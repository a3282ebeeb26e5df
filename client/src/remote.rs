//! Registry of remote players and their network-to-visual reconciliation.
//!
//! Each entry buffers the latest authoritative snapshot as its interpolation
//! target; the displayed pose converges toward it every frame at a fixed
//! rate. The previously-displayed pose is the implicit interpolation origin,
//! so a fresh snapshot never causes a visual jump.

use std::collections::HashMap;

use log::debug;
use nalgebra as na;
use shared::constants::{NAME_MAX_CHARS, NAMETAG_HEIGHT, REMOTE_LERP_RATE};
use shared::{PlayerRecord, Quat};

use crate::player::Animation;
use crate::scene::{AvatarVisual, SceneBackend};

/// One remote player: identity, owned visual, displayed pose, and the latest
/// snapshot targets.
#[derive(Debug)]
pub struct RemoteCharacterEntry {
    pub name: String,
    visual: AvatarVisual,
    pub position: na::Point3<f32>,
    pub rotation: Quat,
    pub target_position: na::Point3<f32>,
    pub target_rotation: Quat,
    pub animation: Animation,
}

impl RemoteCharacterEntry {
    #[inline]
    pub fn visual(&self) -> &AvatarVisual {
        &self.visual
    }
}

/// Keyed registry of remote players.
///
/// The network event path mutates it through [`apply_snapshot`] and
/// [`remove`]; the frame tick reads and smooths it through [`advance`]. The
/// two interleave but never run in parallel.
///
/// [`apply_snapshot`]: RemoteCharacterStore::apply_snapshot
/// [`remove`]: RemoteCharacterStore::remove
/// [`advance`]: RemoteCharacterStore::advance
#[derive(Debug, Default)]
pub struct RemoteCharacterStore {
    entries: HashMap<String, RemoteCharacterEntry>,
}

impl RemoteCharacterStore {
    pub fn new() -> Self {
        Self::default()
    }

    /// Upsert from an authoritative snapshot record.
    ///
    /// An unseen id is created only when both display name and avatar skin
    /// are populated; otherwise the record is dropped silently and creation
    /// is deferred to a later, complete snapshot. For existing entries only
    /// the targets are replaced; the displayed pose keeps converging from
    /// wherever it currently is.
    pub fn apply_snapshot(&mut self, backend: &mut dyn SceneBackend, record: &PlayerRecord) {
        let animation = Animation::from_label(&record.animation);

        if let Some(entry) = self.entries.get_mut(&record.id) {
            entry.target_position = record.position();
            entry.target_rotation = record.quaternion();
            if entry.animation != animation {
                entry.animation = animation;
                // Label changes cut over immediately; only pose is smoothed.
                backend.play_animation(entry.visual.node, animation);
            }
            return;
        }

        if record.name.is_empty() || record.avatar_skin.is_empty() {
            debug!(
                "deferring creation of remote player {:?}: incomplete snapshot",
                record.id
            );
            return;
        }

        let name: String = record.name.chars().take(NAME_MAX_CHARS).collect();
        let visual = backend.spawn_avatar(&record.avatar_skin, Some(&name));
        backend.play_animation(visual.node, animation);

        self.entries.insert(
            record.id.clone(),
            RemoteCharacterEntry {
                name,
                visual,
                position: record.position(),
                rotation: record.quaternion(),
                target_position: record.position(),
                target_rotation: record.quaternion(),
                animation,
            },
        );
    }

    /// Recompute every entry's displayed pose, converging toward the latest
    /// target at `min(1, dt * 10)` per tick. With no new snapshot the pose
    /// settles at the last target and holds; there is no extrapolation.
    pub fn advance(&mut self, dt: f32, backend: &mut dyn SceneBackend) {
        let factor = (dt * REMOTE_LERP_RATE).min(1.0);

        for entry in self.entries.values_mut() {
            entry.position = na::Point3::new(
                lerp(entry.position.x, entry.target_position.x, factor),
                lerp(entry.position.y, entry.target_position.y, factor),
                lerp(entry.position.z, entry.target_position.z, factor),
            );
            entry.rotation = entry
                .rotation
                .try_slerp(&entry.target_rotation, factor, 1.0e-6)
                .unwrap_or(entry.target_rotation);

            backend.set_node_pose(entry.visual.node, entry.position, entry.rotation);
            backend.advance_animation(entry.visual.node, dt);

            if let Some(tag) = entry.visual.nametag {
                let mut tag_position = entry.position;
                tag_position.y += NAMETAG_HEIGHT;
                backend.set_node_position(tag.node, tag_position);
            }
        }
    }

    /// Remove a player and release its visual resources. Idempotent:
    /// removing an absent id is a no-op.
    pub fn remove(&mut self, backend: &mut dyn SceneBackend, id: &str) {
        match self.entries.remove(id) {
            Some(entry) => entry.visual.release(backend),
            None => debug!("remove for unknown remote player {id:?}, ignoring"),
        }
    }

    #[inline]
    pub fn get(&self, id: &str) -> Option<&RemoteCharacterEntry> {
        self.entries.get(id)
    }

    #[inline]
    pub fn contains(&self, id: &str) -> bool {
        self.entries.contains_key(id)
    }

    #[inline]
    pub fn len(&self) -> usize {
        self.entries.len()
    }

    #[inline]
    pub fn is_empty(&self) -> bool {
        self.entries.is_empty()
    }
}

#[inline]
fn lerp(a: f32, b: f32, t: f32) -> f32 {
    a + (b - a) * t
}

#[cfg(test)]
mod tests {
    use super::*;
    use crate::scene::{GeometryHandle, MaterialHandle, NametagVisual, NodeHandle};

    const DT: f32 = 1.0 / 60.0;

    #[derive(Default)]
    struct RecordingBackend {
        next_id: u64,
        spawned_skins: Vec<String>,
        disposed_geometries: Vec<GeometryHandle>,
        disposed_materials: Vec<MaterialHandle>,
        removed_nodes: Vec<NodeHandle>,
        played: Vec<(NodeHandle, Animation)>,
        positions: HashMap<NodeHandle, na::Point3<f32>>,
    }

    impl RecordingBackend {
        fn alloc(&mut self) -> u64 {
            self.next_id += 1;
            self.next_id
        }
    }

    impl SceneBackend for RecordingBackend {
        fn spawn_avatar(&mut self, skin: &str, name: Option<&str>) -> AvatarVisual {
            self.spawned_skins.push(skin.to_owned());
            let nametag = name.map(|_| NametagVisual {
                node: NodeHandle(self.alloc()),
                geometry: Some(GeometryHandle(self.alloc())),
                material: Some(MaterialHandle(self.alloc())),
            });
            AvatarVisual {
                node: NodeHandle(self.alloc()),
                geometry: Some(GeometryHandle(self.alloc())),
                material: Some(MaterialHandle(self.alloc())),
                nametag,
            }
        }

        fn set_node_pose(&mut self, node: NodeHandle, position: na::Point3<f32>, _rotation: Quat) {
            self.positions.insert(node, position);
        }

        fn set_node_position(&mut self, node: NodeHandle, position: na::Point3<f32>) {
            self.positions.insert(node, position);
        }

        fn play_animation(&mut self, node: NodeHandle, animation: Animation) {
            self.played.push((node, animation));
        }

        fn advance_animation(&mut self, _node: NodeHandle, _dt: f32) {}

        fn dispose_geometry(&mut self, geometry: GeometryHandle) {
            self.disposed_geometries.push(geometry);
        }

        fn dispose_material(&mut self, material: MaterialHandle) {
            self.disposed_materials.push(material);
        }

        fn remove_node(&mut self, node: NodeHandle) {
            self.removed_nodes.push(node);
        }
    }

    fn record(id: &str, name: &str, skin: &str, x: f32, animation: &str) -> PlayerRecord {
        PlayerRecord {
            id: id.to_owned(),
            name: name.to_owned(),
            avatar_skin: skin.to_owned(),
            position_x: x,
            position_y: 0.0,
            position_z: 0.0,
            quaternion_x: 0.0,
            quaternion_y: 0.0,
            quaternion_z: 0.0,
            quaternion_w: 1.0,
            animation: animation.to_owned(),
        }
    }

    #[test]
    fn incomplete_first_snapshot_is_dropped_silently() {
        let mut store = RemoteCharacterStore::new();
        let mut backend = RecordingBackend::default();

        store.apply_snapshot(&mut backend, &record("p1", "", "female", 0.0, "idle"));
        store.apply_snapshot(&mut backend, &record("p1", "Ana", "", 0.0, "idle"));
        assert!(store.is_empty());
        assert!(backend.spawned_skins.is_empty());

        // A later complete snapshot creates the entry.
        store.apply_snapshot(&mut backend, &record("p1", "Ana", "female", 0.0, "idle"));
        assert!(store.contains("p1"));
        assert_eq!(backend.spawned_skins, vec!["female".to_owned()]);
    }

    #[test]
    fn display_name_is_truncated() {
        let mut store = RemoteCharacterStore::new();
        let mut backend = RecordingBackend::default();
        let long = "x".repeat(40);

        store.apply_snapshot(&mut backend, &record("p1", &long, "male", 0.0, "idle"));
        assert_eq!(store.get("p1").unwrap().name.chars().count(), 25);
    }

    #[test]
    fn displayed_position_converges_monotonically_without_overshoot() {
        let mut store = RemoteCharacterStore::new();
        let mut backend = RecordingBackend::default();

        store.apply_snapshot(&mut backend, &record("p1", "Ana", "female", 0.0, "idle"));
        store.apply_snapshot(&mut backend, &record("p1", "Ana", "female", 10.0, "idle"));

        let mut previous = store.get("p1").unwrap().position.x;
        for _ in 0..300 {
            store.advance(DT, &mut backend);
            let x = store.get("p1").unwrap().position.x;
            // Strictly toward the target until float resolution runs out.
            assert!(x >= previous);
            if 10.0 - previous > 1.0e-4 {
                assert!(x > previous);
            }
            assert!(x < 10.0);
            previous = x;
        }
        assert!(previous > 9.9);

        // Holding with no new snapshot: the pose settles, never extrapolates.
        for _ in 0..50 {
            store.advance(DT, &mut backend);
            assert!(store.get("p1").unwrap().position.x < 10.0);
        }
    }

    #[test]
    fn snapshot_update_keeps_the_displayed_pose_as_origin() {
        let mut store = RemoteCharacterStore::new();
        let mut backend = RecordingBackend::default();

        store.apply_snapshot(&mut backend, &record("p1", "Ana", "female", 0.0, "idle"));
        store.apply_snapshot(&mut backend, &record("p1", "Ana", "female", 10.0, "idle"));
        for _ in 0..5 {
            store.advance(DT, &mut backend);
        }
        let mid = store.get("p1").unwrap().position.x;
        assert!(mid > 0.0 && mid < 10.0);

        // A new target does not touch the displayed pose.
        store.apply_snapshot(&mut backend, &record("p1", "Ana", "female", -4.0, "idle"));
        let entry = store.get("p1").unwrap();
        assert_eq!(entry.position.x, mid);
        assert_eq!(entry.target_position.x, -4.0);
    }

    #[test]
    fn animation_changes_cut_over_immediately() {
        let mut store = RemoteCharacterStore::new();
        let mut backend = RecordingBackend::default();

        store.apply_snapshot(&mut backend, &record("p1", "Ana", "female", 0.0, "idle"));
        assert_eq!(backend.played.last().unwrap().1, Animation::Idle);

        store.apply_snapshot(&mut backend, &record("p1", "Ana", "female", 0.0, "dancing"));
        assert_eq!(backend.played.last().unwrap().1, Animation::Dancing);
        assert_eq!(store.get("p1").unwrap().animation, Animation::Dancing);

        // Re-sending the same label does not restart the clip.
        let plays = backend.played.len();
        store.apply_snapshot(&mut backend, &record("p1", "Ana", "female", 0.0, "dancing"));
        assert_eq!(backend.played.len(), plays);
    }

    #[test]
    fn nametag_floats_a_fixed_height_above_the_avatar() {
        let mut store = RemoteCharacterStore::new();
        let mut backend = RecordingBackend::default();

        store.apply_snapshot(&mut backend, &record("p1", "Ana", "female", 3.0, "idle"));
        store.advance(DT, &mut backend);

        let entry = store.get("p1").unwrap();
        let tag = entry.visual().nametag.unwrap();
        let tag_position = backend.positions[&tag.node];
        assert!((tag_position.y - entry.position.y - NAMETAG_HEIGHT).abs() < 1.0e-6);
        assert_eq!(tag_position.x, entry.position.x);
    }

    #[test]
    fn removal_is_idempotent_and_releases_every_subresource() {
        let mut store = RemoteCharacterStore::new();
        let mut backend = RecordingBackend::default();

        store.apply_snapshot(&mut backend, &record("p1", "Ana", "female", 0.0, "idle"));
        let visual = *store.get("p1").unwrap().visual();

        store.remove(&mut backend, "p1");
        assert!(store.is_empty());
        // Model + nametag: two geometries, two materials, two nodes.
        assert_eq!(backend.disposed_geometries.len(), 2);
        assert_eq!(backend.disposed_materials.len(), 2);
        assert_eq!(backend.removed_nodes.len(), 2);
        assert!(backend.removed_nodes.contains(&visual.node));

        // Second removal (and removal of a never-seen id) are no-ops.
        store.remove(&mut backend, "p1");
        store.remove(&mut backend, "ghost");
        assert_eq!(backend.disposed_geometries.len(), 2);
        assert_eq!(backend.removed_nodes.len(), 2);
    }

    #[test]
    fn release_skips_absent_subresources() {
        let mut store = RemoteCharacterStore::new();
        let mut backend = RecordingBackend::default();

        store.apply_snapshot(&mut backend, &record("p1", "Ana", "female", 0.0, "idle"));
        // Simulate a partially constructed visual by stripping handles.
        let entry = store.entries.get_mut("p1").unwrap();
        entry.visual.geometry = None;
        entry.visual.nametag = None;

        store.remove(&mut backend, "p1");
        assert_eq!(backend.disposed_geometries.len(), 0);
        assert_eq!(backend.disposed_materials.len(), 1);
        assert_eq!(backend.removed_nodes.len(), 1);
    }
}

::::

WORK INSTRUCTIONS
Go through the data and gather every line that holds "derive".

RESPONSE TO THIS EXERCISE
#[derive(Debug)]
#[derive(Debug, Default)]
    #[derive(Default)]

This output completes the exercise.